Dafür nützt es nichts, wenn der Geschäftsführer eines Tages ein Facebook-Konto eröffnet. Vielmehr fängt Social Business dort an, wo das Unternehmen in direkten Kontakt mit den Kunden ist. So sind heute Firmen am meist engagiert in den Bereichen Marketing, Kundendienst, Produkt- und Personalentwicklung. In allen diesen Sparten ist das Hinzufügen sozialer Komponenten naheliegend – sei es für die Werbung via Facebook, Support via Twitter, Wissens-Management in einem Wiki oder der Mitarbeitersuche auf LinkedIn. Einer McKinsey-Studie zufolge steigt die Kundenzufriedenheit um 18 Prozent, wenn von den Service-Angestellten soziale Tools genutzt werden. Die Produktentwicklung geschieht 20 Prozent schneller, die Kosten in der HR-Abteilung sinken um 15 Prozent.
Bei solchen Aussichten ist es merkwürdig, dass Schweizer Unternehmen und Behörden sich Facebook & Co. verweigern und die sozialen Plattformen im Büro sogar blockieren.
Ein Grund für die Blockadehaltung ist oftmals die fehlende Berücksichtigen von Social Media in der Unternehmensstrategie und den Sicherheitsvorschriften. Social-Media-Engagements müssen für das Reputations- und Risikomanagement designt werden – das D in «Agenda». Selbst wenn die Geschäftsleitung beschliesst, dass sich das Unternehmen auf Facebook oder Twitter nicht präsentiert, werden sich Verbraucher trotzdem über die Produkte äussern. Hier haben Firmen die Wahl, die Kunden ungezügelt kommunizieren zu lassen oder selbst aktiv zu werden. Indes: Eine Diskussion wird es auch dann geben, wenn sich Konzerne für eine Blockade entscheiden. Das Heraushalten aus Social Media ist schlicht unmöglich. Also müssen die Engagements mit den Sicherheitsrichtlinien und dem Risikomanagement abgeglichen werden. Dafür fehlt es Führungskräften aber häufig an Einsicht – und an Einblick.

Wie bekommen Geschäftsführer Einblick in das, was im sozialen Netz über ihr Unternehmen gesagt wird? Wie bringt man sie zur Einsicht, dass passives Zuhören keine Option ist? Indem den Managern aufgezeigt wird, wie sich das Geschäft durch die sozialen Plattformen verändert. Dazu analysiert man die die Online-Kommunikation – das zweite A in «Agenda». Hier geht es nicht nur um den Blick auf die eigenen Markennamen oder das Unternehmen  selbst, sondern um das Panorama, das Wettbewerbsumfeld und die allgemeinen Tendenzen in der sozialen Interaktion.

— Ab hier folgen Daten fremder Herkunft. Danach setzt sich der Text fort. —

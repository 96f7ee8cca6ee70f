//! Collaborators consumed by the listing editor.
//!
//! The editor never talks to a transport directly. It calls a
//! [`DrugListingService`] for data and a [`SessionManager`] to classify
//! failures and end the session.

mod local;

pub use local::*;

use thiserror::Error;

use crate::db::DbError;

/// Failure body a backend returns when the session is no longer valid.
pub const AUTHENTICATION_ERROR: &str = "AUTHENTICATION_ERROR";

/// Body returned when the user lacks the edit permission.
pub const NO_RIGHTS: &str = "You don't have the necessary rights to do that";

/// Errors from a data service call.
#[derive(Error, Debug)]
pub enum ServiceError {
    #[error("Request failed ({status:?}): {body}")]
    Failed { status: Option<u16>, body: String },

    #[error("Access denied: {0}")]
    AccessDenied(String),

    #[error("Malformed payload: {0}")]
    Malformed(#[from] serde_json::Error),

    #[error("Database error: {0}")]
    Database(#[from] DbError),
}

impl ServiceError {
    /// Response body attached to the failure, if any.
    pub fn body(&self) -> Option<&str> {
        match self {
            ServiceError::Failed { body, .. } => Some(body),
            ServiceError::AccessDenied(body) => Some(body),
            _ => None,
        }
    }
}

pub type ServiceResult<T> = Result<T, ServiceError>;

/// Backend holding the drug listings.
pub trait DrugListingService {
    /// Fetch every listing as a raw JSON record.
    fn get_listings(&self) -> ServiceResult<Vec<serde_json::Value>>;

    /// Submit a JSON array of changed listings.
    fn save_listings(&self, payload: &str) -> ServiceResult<()>;
}

/// Session owner, asked to end the session on authentication failures.
pub trait SessionManager {
    /// Whether a failure means the session is invalid.
    fn is_auth_error(&self, error: &ServiceError) -> bool {
        error.body() == Some(AUTHENTICATION_ERROR)
    }

    fn logout(&self);
}

impl<T: DrugListingService + ?Sized> DrugListingService for &T {
    fn get_listings(&self) -> ServiceResult<Vec<serde_json::Value>> {
        (**self).get_listings()
    }

    fn save_listings(&self, payload: &str) -> ServiceResult<()> {
        (**self).save_listings(payload)
    }
}

impl<T: SessionManager + ?Sized> SessionManager for &T {
    fn is_auth_error(&self, error: &ServiceError) -> bool {
        (**self).is_auth_error(error)
    }

    fn logout(&self) {
        (**self).logout()
    }
}
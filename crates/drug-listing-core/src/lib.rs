//! Drug Listing Core Library
//!
//! Editable drug listing with field validation and change-only saves.
//!
//! # Architecture
//!
//! ```text
//!   DrugListingService::get_listings
//!                 │
//!          parse raw records
//!                 │
//!   ┌─────────────▼─────────────┐
//!   │       Working Listing     │
//!   │  rows + blank trailing row│◄──── set_field / toggle_active
//!   │  per-field error flags    │       (validate, mark changed,
//!   └─────────────┬─────────────┘        grow on last row)
//!                 │
//!        dirty set (changed/added)
//!                 │
//!      uppercase names, check flags ──► "Please fix errors first!"
//!                 │
//!   DrugListingService::save_listings ──► failure: SessionManager
//!                 │                        (logout on auth error)
//!              reload
//! ```
//!
//! # Modules
//!
//! - [`models`]: Domain types (DrugListing, ActiveFlag, ListingField)
//! - [`editor`]: Working list, validators and the load/save coordinator
//! - [`service`]: Data service and session traits, local SQLite service
//! - [`db`]: SQLite storage behind the local service
//! - [`config`]: Editor configuration

pub mod config;
pub mod db;
pub mod editor;
pub mod models;
pub mod service;

// Re-export commonly used types
pub use config::{EditorConfig, NormalizeOrder};
pub use db::Database;
pub use editor::{EditorStatus, Listing, ListingEditor, ListingError, Operation, SaveReport};
pub use models::{ActiveFlag, DrugListing, ListingField, ValidationFlags};
pub use service::{DrugListingService, LocalDrugService, LocalSession, ServiceError, SessionManager};

// UniFFI setup - using proc macros
uniffi::setup_scaffolding!();

use std::sync::{Arc, Mutex};

// =========================================================================
// FFI Error Type
// =========================================================================

#[derive(Debug, thiserror::Error, uniffi::Error)]
pub enum DrugListingError {
    #[error("Database error: {0}")]
    DatabaseError(String),

    #[error("Invalid input: {0}")]
    InvalidInput(String),

    #[error("Validation failed: {0}")]
    ValidationFailed(String),

    #[error("Service error: {0}")]
    ServiceFailed(String),

    #[error("Session ended: {0}")]
    SessionEnded(String),
}

impl From<db::DbError> for DrugListingError {
    fn from(e: db::DbError) -> Self {
        DrugListingError::DatabaseError(e.to_string())
    }
}

impl From<ListingError> for DrugListingError {
    fn from(e: ListingError) -> Self {
        match e {
            ListingError::Validation { .. } => DrugListingError::ValidationFailed(e.to_string()),
            ListingError::RowOutOfRange { .. } => DrugListingError::InvalidInput(e.to_string()),
            ListingError::Transport { .. } if e.is_authentication() => {
                DrugListingError::SessionEnded(e.to_string())
            }
            ListingError::Transport { .. } => DrugListingError::ServiceFailed(e.to_string()),
        }
    }
}

impl<T> From<std::sync::PoisonError<T>> for DrugListingError {
    fn from(e: std::sync::PoisonError<T>) -> Self {
        DrugListingError::DatabaseError(format!("Lock poisoned: {}", e))
    }
}

// =========================================================================
// Factory Functions (exported to FFI)
// =========================================================================

/// Open or create a database at the given path, acting as `user_id`.
#[uniffi::export]
pub fn open_database(path: String, user_id: String) -> Result<Arc<DrugListingCore>, DrugListingError> {
    let db = Database::open(&path)?;
    Ok(Arc::new(DrugListingCore::new(db, user_id)))
}

/// Create an in-memory database (for testing).
#[uniffi::export]
pub fn open_database_in_memory(user_id: String) -> Result<Arc<DrugListingCore>, DrugListingError> {
    let db = Database::open_in_memory()?;
    Ok(Arc::new(DrugListingCore::new(db, user_id)))
}

// =========================================================================
// Main API Object
// =========================================================================

struct CoreState {
    editor: ListingEditor<LocalDrugService, LocalSession>,
    listing: Listing,
    status: EditorStatus,
}

/// Thread-safe listing editor for FFI.
#[derive(uniffi::Object)]
pub struct DrugListingCore {
    state: Mutex<CoreState>,
}

impl DrugListingCore {
    fn new(db: Database, user_id: String) -> Self {
        let config = EditorConfig::default();
        let service = LocalDrugService::new(db, user_id, &config);
        let listing = Listing::new(Vec::new(), config.max_code_length);
        let editor = ListingEditor::with_config(service, LocalSession::new(), config);
        Self {
            state: Mutex::new(CoreState {
                editor,
                listing,
                status: EditorStatus::default(),
            }),
        }
    }
}

#[uniffi::export]
impl DrugListingCore {
    // =========================================================================
    // Access Control
    // =========================================================================

    /// Grant a permission (e.g. `drug_list_edit`) to a user.
    pub fn grant_permission(&self, user_id: String, permission: String) -> Result<(), DrugListingError> {
        let state = self.state.lock()?;
        state.editor.service().db().grant_permission(&user_id, &permission)?;
        Ok(())
    }

    /// Whether an authentication failure ended the session.
    pub fn is_logged_out(&self) -> Result<bool, DrugListingError> {
        let state = self.state.lock()?;
        Ok(state.editor.session().is_logged_out())
    }

    // =========================================================================
    // Listing Operations
    // =========================================================================

    /// Reload the working list from storage. Unsaved edits are discarded.
    pub fn load(&self) -> Result<Vec<FfiDrugListing>, DrugListingError> {
        let mut state = self.state.lock()?;
        state.status.begin();
        let result = state.editor.load();
        state.status.finish_load(&result);
        state.listing = result?;
        Ok(state.listing.rows().iter().map(FfiDrugListing::from).collect())
    }

    /// Current working list, including the blank trailing row.
    pub fn rows(&self) -> Result<Vec<FfiDrugListing>, DrugListingError> {
        let state = self.state.lock()?;
        Ok(state.listing.rows().iter().map(FfiDrugListing::from).collect())
    }

    /// Edit a text field and validate it. Returns the updated row.
    pub fn set_field(
        &self,
        index: u32,
        field: ListingField,
        value: Option<String>,
    ) -> Result<FfiDrugListing, DrugListingError> {
        let mut state = self.state.lock()?;
        let index = index as usize;
        state.listing.set_field(index, field, value)?;
        Ok(FfiDrugListing::from(&state.listing.rows()[index]))
    }

    /// Check or uncheck the active box on a row. Returns the updated row.
    pub fn toggle_active(&self, index: u32, checked: bool) -> Result<FfiDrugListing, DrugListingError> {
        let mut state = self.state.lock()?;
        let index = index as usize;
        state.listing.toggle_active(index, checked)?;
        Ok(FfiDrugListing::from(&state.listing.rows()[index]))
    }

    /// Save changed rows. Returns the number of rows submitted.
    pub fn save(&self) -> Result<u32, DrugListingError> {
        let mut state = self.state.lock()?;
        let CoreState {
            editor,
            listing,
            status,
        } = &mut *state;

        status.begin();
        let result = editor.save(listing);
        status.finish_save(&result);
        Ok(result?.submitted as u32)
    }

    /// Look up one stored drug by ID, bypassing the working list.
    pub fn get_drug(&self, drug_id: i64) -> Result<Option<FfiDrugListing>, DrugListingError> {
        let state = self.state.lock()?;
        let drug = state.editor.service().db().get_drug(drug_id)?;
        Ok(drug.as_ref().map(FfiDrugListing::from))
    }

    /// Loading flag and the messages to display.
    pub fn status(&self) -> Result<FfiEditorStatus, DrugListingError> {
        let state = self.state.lock()?;
        Ok(state.status.clone().into())
    }
}

// =========================================================================
// FFI Types
// =========================================================================

/// FFI-safe drug listing row.
#[derive(Debug, Clone, uniffi::Record)]
pub struct FfiDrugListing {
    pub drug_id: Option<i64>,
    pub display_name: Option<String>,
    pub generic_name: Option<String>,
    pub brand_name: Option<String>,
    pub chemo: Option<String>,
    pub study_drug: Option<String>,
    pub chemo_type: Option<String>,
    pub treatment_type: Option<String>,
    pub chemotherapy: Option<String>,
    /// `None` when unset, otherwise 0 or 1
    pub active: Option<i64>,
    pub date_created: i64,
    pub changed: bool,
    pub added_new: bool,
    pub not_unique_error: bool,
    pub not_correct_type_error: bool,
    pub chemo_type_length_error: bool,
    pub treatment_type_length_error: bool,
    pub chemotherapy_length_error: bool,
    pub missing_name_error: bool,
}

impl From<&DrugListing> for FfiDrugListing {
    fn from(row: &DrugListing) -> Self {
        Self {
            drug_id: row.drug_id,
            display_name: row.display_name.clone(),
            generic_name: row.generic_name.clone(),
            brand_name: row.brand_name.clone(),
            chemo: row.chemo.clone(),
            study_drug: row.study_drug.clone(),
            chemo_type: row.chemo_type.clone(),
            treatment_type: row.treatment_type.clone(),
            chemotherapy: row.chemotherapy.clone(),
            active: row.active.as_int(),
            date_created: row.date_created,
            changed: row.changed,
            added_new: row.added_new,
            not_unique_error: row.errors.not_unique,
            not_correct_type_error: row.errors.not_correct_type,
            chemo_type_length_error: row.errors.chemo_type_length,
            treatment_type_length_error: row.errors.treatment_type_length,
            chemotherapy_length_error: row.errors.chemotherapy_length,
            missing_name_error: row.errors.missing_name,
        }
    }
}

/// FFI-safe editor status.
#[derive(Debug, Clone, uniffi::Record)]
pub struct FfiEditorStatus {
    pub loading: bool,
    pub error_message: Option<String>,
    pub additional_message: Option<String>,
}

impl From<EditorStatus> for FfiEditorStatus {
    fn from(status: EditorStatus) -> Self {
        Self {
            loading: status.loading,
            error_message: status.error_message,
            additional_message: status.additional_message,
        }
    }
}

Um die «Agenda» wirklich umzusetzen und zu leben, müssen alle Mitarbeiter einer Firma mitmachen. Es gibt aber immer wieder Angestellte, die sich sperren. Was empfehlen Sie in diesen Fällen? Um diese Personen für das soziale Business zu gewinnen, muss man sie nicht vor einen Computer setzen. Ein Mitarbeiter kann sich auch am Handy einbringen, Wissen teilen und an der sozialen Gemeinschaft teilhaben. Generell benötigen Unternehmen immer eine mehrgleisige Strategie, um ihr Geschäft mit sozialen Komponenten anzureichern. Einige Verweigerer wird es immer geben und kein technisches Gerät ersetzt die direkte Interaktion zwischen Menschen. Sie bereichert das Geschäft, genau wie Social Media.